Stored data entries
======
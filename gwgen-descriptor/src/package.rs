//! Package identities of generated Go packages.

use serde::{Deserialize, Serialize};

/// Where a generated package lives and how code refers to it.
///
/// `path` is the import path, `name` the package clause identifier, and
/// `alias` an optional import name overriding `name` at reference sites.
#[derive(Debug, Clone, Default, PartialEq, Eq, Hash, Serialize, Deserialize)]
pub struct PackageIdentity {
    pub path: String,
    pub name: String,
    #[serde(default, skip_serializing_if = "Option::is_none")]
    pub alias: Option<String>,
}

impl PackageIdentity {
    /// Create an identity without an alias.
    pub fn new(path: impl Into<String>, name: impl Into<String>) -> Self {
        Self {
            path: path.into(),
            name: name.into(),
            alias: None,
        }
    }

    /// Set the reference alias.
    pub fn with_alias(mut self, alias: impl Into<String>) -> Self {
        self.alias = Some(alias.into());
        self
    }

    /// The identifier used to qualify symbols of this package.
    pub fn reference_name(&self) -> &str {
        self.alias.as_deref().unwrap_or(&self.name)
    }

    /// Identity of this package moved into a subdirectory named after itself.
    ///
    /// `example.com/foo/v1` named `v1gateway` becomes
    /// `example.com/foo/v1/v1gateway`, keeping the name and dropping the alias.
    pub fn relocated(&self) -> Self {
        Self::new(join_path(&self.path, &self.name), self.name.clone())
    }

    /// Whether both identities point at the same import path.
    pub fn same_package(&self, other: &PackageIdentity) -> bool {
        self.path == other.path
    }
}

/// Join a slash-separated directory and a final segment.
///
/// Empty segments and `.` are dropped, so `"a//b/"` joined with `"c"` is `"a/b/c"`.
pub fn join_path(dir: &str, segment: &str) -> String {
    dir.split('/')
        .chain(segment.split('/'))
        .filter(|part| !part.is_empty() && *part != ".")
        .collect::<Vec<_>>()
        .join("/")
}

#[cfg(test)]
mod tests {
    use super::*;

    #[test]
    fn test_reference_name_prefers_alias() {
        let pkg = PackageIdentity::new("example.com/foo/v1", "v1gateway");
        assert_eq!(pkg.reference_name(), "v1gateway");

        let aliased = pkg.with_alias("extalias");
        assert_eq!(aliased.reference_name(), "extalias");
    }

    #[test]
    fn test_relocated() {
        let pkg = PackageIdentity::new("example.com/mymodule/foo/bar/v1", "v1gateway")
            .with_alias("extalias");
        let moved = pkg.relocated();

        assert_eq!(moved.path, "example.com/mymodule/foo/bar/v1/v1gateway");
        assert_eq!(moved.name, "v1gateway");
        assert_eq!(moved.alias, None);
    }

    #[test]
    fn test_join_path() {
        assert_eq!(join_path("a/b", "c"), "a/b/c");
        assert_eq!(join_path("a//b/", "c"), "a/b/c");
        assert_eq!(join_path("", "c"), "c");
        assert_eq!(join_path("./a", "c"), "a/c");
    }
}
//! Generated output management.
//!
//! - [`GoImports`] - Import tracking, deduplication and rendering
//! - [`OutputRegistry`] - Registration and writing of rendered artifacts

mod imports;
mod output;

pub use imports::GoImports;
pub use output::{FileCategory, FileEntry, OutputRegistry, PreviewEntry, WriteStats};
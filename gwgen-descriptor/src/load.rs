//! Descriptor-set loading.
//!
//! A descriptor set is the already-linked file graph, serialized as JSON
//! (default) or TOML (`.toml` extension).

use std::path::Path;

use serde::{Deserialize, Serialize};
use tracing::debug;

use crate::{Error, File, Result, SourceContext};

/// The files handed to the generator, in generation order.
#[derive(Debug, Clone, Default, PartialEq, Serialize, Deserialize)]
pub struct DescriptorSet {
    #[serde(default)]
    pub files: Vec<File>,
}

impl DescriptorSet {
    /// Read and parse a descriptor set, picking the format from the extension.
    pub fn open(path: impl AsRef<Path>) -> Result<Self> {
        let path = path.as_ref();
        let src = std::fs::read_to_string(path).map_err(|source| {
            Box::new(Error::Io {
                path: path.to_path_buf(),
                source,
            })
        })?;
        let ctx = SourceContext::new(src, path.display().to_string());

        let set = match path.extension().and_then(|ext| ext.to_str()) {
            Some("toml") => Self::parse_toml(&ctx)?,
            _ => Self::parse_json(&ctx)?,
        };
        debug!(path = %path.display(), files = set.files.len(), "loaded descriptor set");
        Ok(set)
    }

    /// Parse a JSON descriptor set.
    pub fn from_json_str(src: &str, filename: &str) -> Result<Self> {
        Self::parse_json(&SourceContext::new(src, filename))
    }

    /// Parse a TOML descriptor set.
    pub fn from_toml_str(src: &str, filename: &str) -> Result<Self> {
        Self::parse_toml(&SourceContext::new(src, filename))
    }

    fn parse_json(ctx: &SourceContext) -> Result<Self> {
        serde_json::from_str(ctx.src()).map_err(|e| ctx.json_error(e))
    }

    fn parse_toml(ctx: &SourceContext) -> Result<Self> {
        toml::from_str(ctx.src()).map_err(|e| ctx.toml_error(e))
    }

    pub fn len(&self) -> usize {
        self.files.len()
    }

    pub fn is_empty(&self) -> bool {
        self.files.is_empty()
    }
}

#[cfg(test)]
mod tests {
    use tempfile::TempDir;

    use super::*;

    const JSON: &str = r#"{
        "files": [{
            "name": "example.proto",
            "package": {
                "path": "example.com/mymodule/foo/bar/v1",
                "name": "v1gateway",
                "alias": "extalias"
            },
            "generated_filename_prefix": "foo/bar/v1/example",
            "services": [{
                "name": "ExampleService",
                "methods": [
                    {
                        "name": "Example",
                        "input": { "name": "ExampleMessage" },
                        "output": { "name": "ExampleMessage" },
                        "bindings": [{ "http_method": "GET", "path_template": "/v1/example" }]
                    },
                    {
                        "name": "ExampleWithoutBindings",
                        "input": {
                            "name": "Empty",
                            "package": { "path": "google.golang.org/protobuf/types/known/emptypb", "name": "emptypb" }
                        },
                        "output": { "name": "Empty" }
                    }
                ]
            }]
        }]
    }"#;

    #[test]
    fn test_parse_json() {
        let set = DescriptorSet::from_json_str(JSON, "set.json").unwrap();
        assert_eq!(set.len(), 1);

        let file = &set.files[0];
        assert_eq!(file.package.alias.as_deref(), Some("extalias"));
        assert_eq!(file.services[0].methods.len(), 2);
        assert!(file.services[0].methods[0].is_bound());
        assert!(!file.services[0].methods[1].is_bound());
        assert_eq!(
            file.services[0].methods[1].input.package.as_ref().unwrap().name,
            "emptypb"
        );
    }

    #[test]
    fn test_parse_toml() {
        let src = r#"
            [[files]]
            name = "example.proto"
            generated_filename_prefix = "gen/v1/example"

            [files.package]
            path = "foo/bar/baz/gen/v1"
            name = "v1"
        "#;
        let set = DescriptorSet::from_toml_str(src, "set.toml").unwrap();

        assert_eq!(set.files[0].package.name, "v1");
        assert!(set.files[0].services.is_empty());
    }

    #[test]
    fn test_parse_error_is_reported() {
        let err = DescriptorSet::from_json_str("{\"files\": [1]}", "set.json").unwrap_err();
        assert!(matches!(*err, Error::ParseJson { .. }));
    }

    #[test]
    fn test_open_by_extension() {
        let temp = TempDir::new().unwrap();
        let json = temp.path().join("set.json");
        std::fs::write(&json, JSON).unwrap();

        let set = DescriptorSet::open(&json).unwrap();
        assert_eq!(set.files[0].name, "example.proto");
    }

    #[test]
    fn test_open_missing_file() {
        let temp = TempDir::new().unwrap();
        let err = DescriptorSet::open(temp.path().join("missing.json")).unwrap_err();
        assert!(matches!(*err, Error::Io { .. }));
    }
}
//! Code generation building blocks.
//!
//! - [`CodeBuilder`] - Indentation-tracking buffer that fragments are emitted into
//! - [`CodeFragment`] - Intermediate representation for code pieces
//! - [`Renderable`] - Trait for types that can be converted to code fragments
//! - [`Indent`] - Indentation configuration

mod code_builder;
mod indent;
mod renderable;

pub use code_builder::CodeBuilder;
pub use indent::Indent;
pub use renderable::{CodeFragment, Renderable};
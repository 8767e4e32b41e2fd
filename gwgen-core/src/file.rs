use std::path::{Path, PathBuf};

use eyre::Result;

/// Header line carried by every generated Go source file.
pub const GENERATED_HEADER: &str = "// Code generated by gwgen. DO NOT EDIT.";

/// Trait for types that represent a generated file.
///
/// Generated files are always overwritten; regeneration replaces whatever
/// an earlier run left behind.
pub trait GeneratedFile {
    /// Get the file path relative to the base directory
    fn path(&self, base: &Path) -> PathBuf;

    /// Render the file content
    fn render(&self) -> String;

    /// Write the file to disk, returning the path written.
    fn write(&self, base: &Path) -> Result<PathBuf> {
        let path = self.path(base);
        write_file(&path, &self.render())?;
        Ok(path)
    }
}

/// Write `content` to `path`, creating parent directories as needed.
pub fn write_file(path: &Path, content: &str) -> Result<()> {
    if let Some(parent) = path.parent() {
        std::fs::create_dir_all(parent)?;
    }
    std::fs::write(path, content)?;
    Ok(())
}
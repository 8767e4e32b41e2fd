//! Descriptor model for the gwgen gateway generator.
//!
//! This crate holds everything the planner reads and writes:
//!
//! - [`File`], [`Service`], [`Method`], [`Binding`] - the linked descriptor graph
//! - [`PackageIdentity`] - where a generated package lives and how it is referenced
//! - [`resolve_companion`] - derives the RPC-stub package of a gateway package
//! - [`Registry`] - run-wide mode flags and the companion-import accumulator
//! - [`DescriptorSet`] - JSON/TOML loading of a descriptor graph
//!
//! # Architecture
//!
//! ```text
//! descriptor set → gwgen-descriptor (model) → gwgen-codegen (plan, render) → files
//! ```

mod error;
mod load;
mod model;
mod package;
mod registry;
mod resolve;

pub use error::{Error, Result, SourceContext};
pub use load::DescriptorSet;
pub use model::{Binding, File, MessageRef, Method, Service};
pub use package::{PackageIdentity, join_path};
pub use registry::Registry;
pub use resolve::{
    BASE_TYPE_SUBPATH, CompanionRule, GATEWAY_SUFFIX, RPC_STUB_SUBPATH, RPC_STUB_SUFFIX,
    resolve_companion,
};
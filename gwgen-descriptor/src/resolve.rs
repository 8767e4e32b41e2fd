//! Companion (RPC-stub) package resolution.
//!
//! A gateway package `<stem>gateway` binds against client/server stubs that
//! live in a sibling directory package named `<stem>grpc`. Generated-code
//! registries lay base message types out under `.../protocolbuffers/go/...`
//! and stubs under `.../grpc/go/...`; a path derived from the former is
//! rewritten to the latter.

use tracing::trace;

use crate::{Error, PackageIdentity, Result, join_path};

/// Name suffix marking a gateway package.
pub const GATEWAY_SUFFIX: &str = "gateway";

/// Name suffix marking an RPC-stub package.
pub const RPC_STUB_SUFFIX: &str = "grpc";

/// Path segments of the base message-type package family.
pub const BASE_TYPE_SUBPATH: &[&str] = &["protocolbuffers", "go"];

/// Path segments of the RPC-stub package family.
pub const RPC_STUB_SUBPATH: &[&str] = &["grpc", "go"];

/// Replaces the first run of whole path segments equal to `from` with `to`.
///
/// Matching is by segment, so `protocolbuffers/gopher` or
/// `myprotocolbuffers/go` are left alone.
#[derive(Debug, Clone, Copy, PartialEq, Eq)]
pub struct CompanionRule {
    from: &'static [&'static str],
    to: &'static [&'static str],
}

impl CompanionRule {
    /// Base message-type layout to RPC-stub layout.
    pub const BASE_TYPE_TO_RPC_STUB: Self = Self {
        from: BASE_TYPE_SUBPATH,
        to: RPC_STUB_SUBPATH,
    };

    pub const fn new(from: &'static [&'static str], to: &'static [&'static str]) -> Self {
        Self { from, to }
    }

    /// Position of the first matching segment run, if any.
    pub fn find(&self, path: &str) -> Option<usize> {
        if self.from.is_empty() {
            return None;
        }
        let segments: Vec<&str> = path.split('/').collect();
        segments
            .windows(self.from.len())
            .position(|window| window == self.from)
    }

    /// Apply the rule once; paths without a match come back unchanged.
    pub fn apply(&self, path: &str) -> String {
        let Some(at) = self.find(path) else {
            return path.to_string();
        };
        let segments: Vec<&str> = path.split('/').collect();
        let mut rewritten: Vec<&str> = Vec::with_capacity(segments.len() + self.to.len());
        rewritten.extend_from_slice(&segments[..at]);
        rewritten.extend_from_slice(self.to);
        rewritten.extend_from_slice(&segments[at + self.from.len()..]);
        rewritten.join("/")
    }
}

/// Derive the RPC-stub package of a gateway package.
///
/// `example.com/foo/v1` named `v1gateway` resolves to
/// `example.com/foo/v1/v1grpc` named `v1grpc`.
///
/// # Errors
///
/// Returns [`Error::InvalidPackageIdentity`] when the name does not end in
/// [`GATEWAY_SUFFIX`].
pub fn resolve_companion(primary: &PackageIdentity) -> Result<PackageIdentity> {
    let Some(stem) = primary.name.strip_suffix(GATEWAY_SUFFIX) else {
        return Err(Error::invalid_package_identity(
            primary.name.clone(),
            GATEWAY_SUFFIX,
        ));
    };

    let name = format!("{stem}{RPC_STUB_SUFFIX}");
    let path = join_path(&primary.path, &name);

    let rule = CompanionRule::BASE_TYPE_TO_RPC_STUB;
    let companion = PackageIdentity::new(rule.apply(&path), rule.apply(&name));

    trace!(
        primary = %primary.path,
        companion = %companion.path,
        "resolved companion package"
    );
    Ok(companion)
}

#[cfg(test)]
mod tests {
    use super::*;

    #[test]
    fn test_resolve_simple() {
        let primary = PackageIdentity::new("example.com/mymodule/foo/bar/v1", "v1gateway")
            .with_alias("extalias");
        let companion = resolve_companion(&primary).unwrap();

        assert_eq!(companion.path, "example.com/mymodule/foo/bar/v1/v1grpc");
        assert_eq!(companion.name, "v1grpc");
        assert_eq!(companion.alias, None);
    }

    #[test]
    fn test_resolve_rewrites_base_type_layout() {
        let primary = PackageIdentity::new(
            "buf.build/gen/go/acme/petapis/protocolbuffers/go/pet/v1",
            "petv1gateway",
        );
        let companion = resolve_companion(&primary).unwrap();

        assert_eq!(
            companion.path,
            "buf.build/gen/go/acme/petapis/grpc/go/pet/v1/petv1grpc"
        );
        assert_eq!(companion.name, "petv1grpc");
    }

    #[test]
    fn test_resolve_rewrites_only_first_occurrence() {
        let primary = PackageIdentity::new("x/protocolbuffers/go/y/protocolbuffers/go", "ygateway");
        let companion = resolve_companion(&primary).unwrap();

        assert_eq!(companion.path, "x/grpc/go/y/protocolbuffers/go/ygrpc");
    }

    #[test]
    fn test_resolve_ignores_partial_segment_matches() {
        let primary = PackageIdentity::new("x/myprotocolbuffers/gopher", "v1gateway");
        let companion = resolve_companion(&primary).unwrap();

        assert_eq!(companion.path, "x/myprotocolbuffers/gopher/v1grpc");
    }

    #[test]
    fn test_resolve_rejects_non_gateway_name() {
        let primary = PackageIdentity::new("example.com/foo/v1", "example_pb");
        let err = resolve_companion(&primary).unwrap_err();

        assert!(matches!(
            *err,
            Error::InvalidPackageIdentity { ref name, .. } if name == "example_pb"
        ));
    }

    #[test]
    fn test_resolved_name_swaps_marker() {
        for name in ["gateway", "v1gateway", "gatewaygateway", "pet_v2gateway"] {
            let primary = PackageIdentity::new("example.com/p", name);
            let companion = resolve_companion(&primary).unwrap();

            assert!(!companion.name.ends_with(GATEWAY_SUFFIX), "{name}");
            assert!(companion.name.ends_with(RPC_STUB_SUFFIX), "{name}");
        }
    }

    #[test]
    fn test_rule_without_match_is_identity() {
        let rule = CompanionRule::BASE_TYPE_TO_RPC_STUB;
        assert_eq!(rule.find("a/b/c"), None);
        assert_eq!(rule.apply("a/b/c"), "a/b/c");
    }

    #[test]
    fn test_custom_rule() {
        let rule = CompanionRule::new(&["types"], &["stubs", "v2"]);
        assert_eq!(rule.apply("acme/types/pet"), "acme/stubs/v2/pet");
    }
}
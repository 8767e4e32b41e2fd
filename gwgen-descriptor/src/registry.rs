//! Run-wide generation state.

use indexmap::IndexMap;
use tracing::trace;

use crate::PackageIdentity;

/// Mode flags and companion imports for one generation run.
///
/// Configure the flags first, then plan files. Companion imports are
/// append-only and keyed by the primary package path; duplicates are kept
/// and left to the renderer.
#[derive(Debug, Clone, Default)]
pub struct Registry {
    separate_package: bool,
    standalone: bool,
    omit_package_doc: bool,
    companion_imports: IndexMap<String, Vec<String>>,
}

impl Registry {
    /// Create a registry with every mode disabled.
    pub fn new() -> Self {
        Self::default()
    }

    /// Generate gateways in a package separate from their RPC stubs.
    pub fn set_separate_package(&mut self, enabled: bool) {
        self.separate_package = enabled;
    }

    /// Move generated packages into their own subdirectory.
    pub fn set_standalone(&mut self, enabled: bool) {
        self.standalone = enabled;
    }

    /// Suppress ordinary package documentation.
    pub fn set_omit_package_doc(&mut self, enabled: bool) {
        self.omit_package_doc = enabled;
    }

    pub fn separate_package(&self) -> bool {
        self.separate_package
    }

    pub fn standalone(&self) -> bool {
        self.standalone
    }

    pub fn omit_package_doc(&self) -> bool {
        self.omit_package_doc
    }

    /// Both modes needed for a relocated package plus alias shim.
    pub fn split_enabled(&self) -> bool {
        self.separate_package && self.standalone
    }

    /// Record that code in `primary` must import `companion_path`.
    ///
    /// No-op unless separate-package mode is enabled.
    pub fn record_companion_import(
        &mut self,
        primary: &PackageIdentity,
        companion_path: impl Into<String>,
    ) {
        if !self.separate_package {
            return;
        }
        let companion_path = companion_path.into();
        trace!(primary = %primary.path, companion = %companion_path, "recorded companion import");
        self.companion_imports
            .entry(primary.path.clone())
            .or_default()
            .push(companion_path);
    }

    /// Companion imports recorded for `primary`, in recording order.
    pub fn companion_imports_for(&self, primary: &PackageIdentity) -> &[String] {
        if !self.separate_package {
            return &[];
        }
        self.companion_imports
            .get(&primary.path)
            .map(Vec::as_slice)
            .unwrap_or_default()
    }

    /// Number of packages with recorded companion imports.
    pub fn package_count(&self) -> usize {
        self.companion_imports.len()
    }
}

#[cfg(test)]
mod tests {
    use super::*;

    fn gateway_pkg() -> PackageIdentity {
        PackageIdentity::new("example.com/foo/v1", "v1gateway")
    }

    #[test]
    fn test_record_requires_separate_package() {
        let mut reg = Registry::new();
        reg.record_companion_import(&gateway_pkg(), "example.com/foo/v1/v1grpc");

        assert!(reg.companion_imports_for(&gateway_pkg()).is_empty());
        assert_eq!(reg.package_count(), 0);
    }

    #[test]
    fn test_record_and_read_back() {
        let mut reg = Registry::new();
        reg.set_separate_package(true);
        reg.record_companion_import(&gateway_pkg(), "example.com/foo/v1/v1grpc");
        reg.record_companion_import(&gateway_pkg(), "example.com/foo/v1/v1grpc");

        assert_eq!(
            reg.companion_imports_for(&gateway_pkg()),
            ["example.com/foo/v1/v1grpc", "example.com/foo/v1/v1grpc"]
        );
    }

    #[test]
    fn test_keyed_by_path_only() {
        let mut reg = Registry::new();
        reg.set_separate_package(true);
        reg.record_companion_import(&gateway_pkg(), "a");

        let same_path = gateway_pkg().with_alias("other");
        assert_eq!(reg.companion_imports_for(&same_path), ["a"]);

        let other = PackageIdentity::new("example.com/bar", "bargateway");
        assert!(reg.companion_imports_for(&other).is_empty());
    }

    #[test]
    fn test_read_hidden_when_mode_disabled() {
        let mut reg = Registry::new();
        reg.set_separate_package(true);
        reg.record_companion_import(&gateway_pkg(), "a");
        reg.set_separate_package(false);

        assert!(reg.companion_imports_for(&gateway_pkg()).is_empty());
    }

    #[test]
    fn test_setters_are_idempotent() {
        let mut reg = Registry::new();
        reg.set_standalone(true);
        reg.set_standalone(true);
        reg.set_omit_package_doc(true);

        assert!(reg.standalone());
        assert!(reg.omit_package_doc());
        assert!(!reg.split_enabled());

        reg.set_separate_package(true);
        assert!(reg.split_enabled());
    }
}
======
Lines of the data above that include the string "family" must each be copied.

/// Path segments of the base message-type package family.
/// Path segments of the RPC-stub package family.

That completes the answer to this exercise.